Records drawn from a dataset
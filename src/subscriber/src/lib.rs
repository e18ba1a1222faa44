use serde::Serialize;
use std::collections::HashMap;
use std::sync::Arc;
use tokio::sync::broadcast::{channel, Receiver};
use tokio_util::sync::CancellationToken;
use tracing::info;
use xf_connection::ConnectionConfig;
use xf_types::{
    ChannelDescriptor, ChannelId, Error, Exchange, ExchangeConnection, OpenOptions, Payload,
    Result,
};

/// One classified message, tagged with where it came from.
#[derive(Clone, Debug, Serialize)]
pub struct FeedUpdate {
    pub exchange: Exchange,
    pub channel: ChannelId,
    pub payload: Payload,
}

pub struct Subscriber {
    exchanges: Vec<Exchange>,
    config: ConnectionConfig,
    options: HashMap<Exchange, OpenOptions>,
}

pub struct SubscriptionManager {
    connections: HashMap<Exchange, Arc<dyn ExchangeConnection>>,
    updates: Receiver<Arc<FeedUpdate>>,
}

impl Subscriber {
    pub fn new(exchanges: Vec<Exchange>, config: ConnectionConfig) -> Subscriber {
        Subscriber {
            exchanges,
            config,
            options: HashMap::new(),
        }
    }

    pub fn with_options(mut self, exchange: Exchange, options: OpenOptions) -> Subscriber {
        self.options.insert(exchange, options);
        self
    }

    /// Starts one connection per exchange and opens its socket.
    pub fn run(mut self, cancellation_token: CancellationToken) -> Result<SubscriptionManager> {
        let mut connections: Vec<Arc<dyn ExchangeConnection>> = Vec::new();
        for exchange in self.exchanges {
            let connection: Arc<dyn ExchangeConnection> = match exchange {
                Exchange::Bitfinex => Arc::new(xf_exchanges_bitfinex::connection(
                    self.config.clone(),
                    cancellation_token.clone(),
                )),
                Exchange::Kraken => Arc::new(xf_exchanges_kraken::connection(
                    self.config.clone(),
                    cancellation_token.clone(),
                )),
            };
            connections.push(connection);
        }

        let manager = SubscriptionManager::new(connections)?;
        for (exchange, connection) in manager.connections.iter() {
            let options = self.options.remove(exchange).unwrap_or_default();
            connection.open_ws(options)?;
            info!("{exchange}: Started");
        }
        Ok(manager)
    }
}

impl SubscriptionManager {
    /// Forwards every message of `connections` into one broadcast channel.
    pub fn new(connections: Vec<Arc<dyn ExchangeConnection>>) -> Result<SubscriptionManager> {
        let (sender, updates) = channel(1024);
        let mut by_exchange = HashMap::new();

        for connection in connections {
            let exchange = connection.exchange();
            let sender = sender.clone();
            connection.on_data(Box::new(move |channel: &ChannelId, payload: &Payload| {
                // no receivers is fine, updates are simply dropped
                let _ = sender.send(Arc::new(FeedUpdate {
                    exchange,
                    channel: channel.clone(),
                    payload: payload.clone(),
                }));
            }))?;
            by_exchange.insert(exchange, connection);
        }

        Ok(SubscriptionManager {
            connections: by_exchange,
            updates,
        })
    }

    pub fn connection(&self, exchange: Exchange) -> Option<Arc<dyn ExchangeConnection>> {
        self.connections.get(&exchange).cloned()
    }

    pub fn subscribe_updates(&self) -> Receiver<Arc<FeedUpdate>> {
        self.updates.resubscribe()
    }

    /// Subscribes every descriptor on the connection of its market's exchange.
    pub async fn subscribe_all(
        &self,
        descriptors: Vec<ChannelDescriptor>,
    ) -> Vec<(ChannelDescriptor, Result<ChannelId>)> {
        let futures = descriptors.into_iter().map(|descriptor| async move {
            let exchange = descriptor.market().exchange;
            let result = match self.connections.get(&exchange) {
                Some(connection) => connection.subscribe(descriptor.clone()).await,
                None => Err(Error::Config(format!("no connection for {exchange}"))),
            };
            (descriptor, result)
        });
        futures::future::join_all(futures).await
    }

    pub fn close(&self) {
        for (exchange, connection) in self.connections.iter() {
            if let Err(error) = connection.close() {
                info!("{exchange}: Already stopped: {error}");
            }
        }
    }
}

▸ Task goal:
Among the lines of the data, which ones contain the word "Serialize"? Show them.

▸ Answer box:
use serde::Serialize;
#[derive(Clone, Debug, Serialize)]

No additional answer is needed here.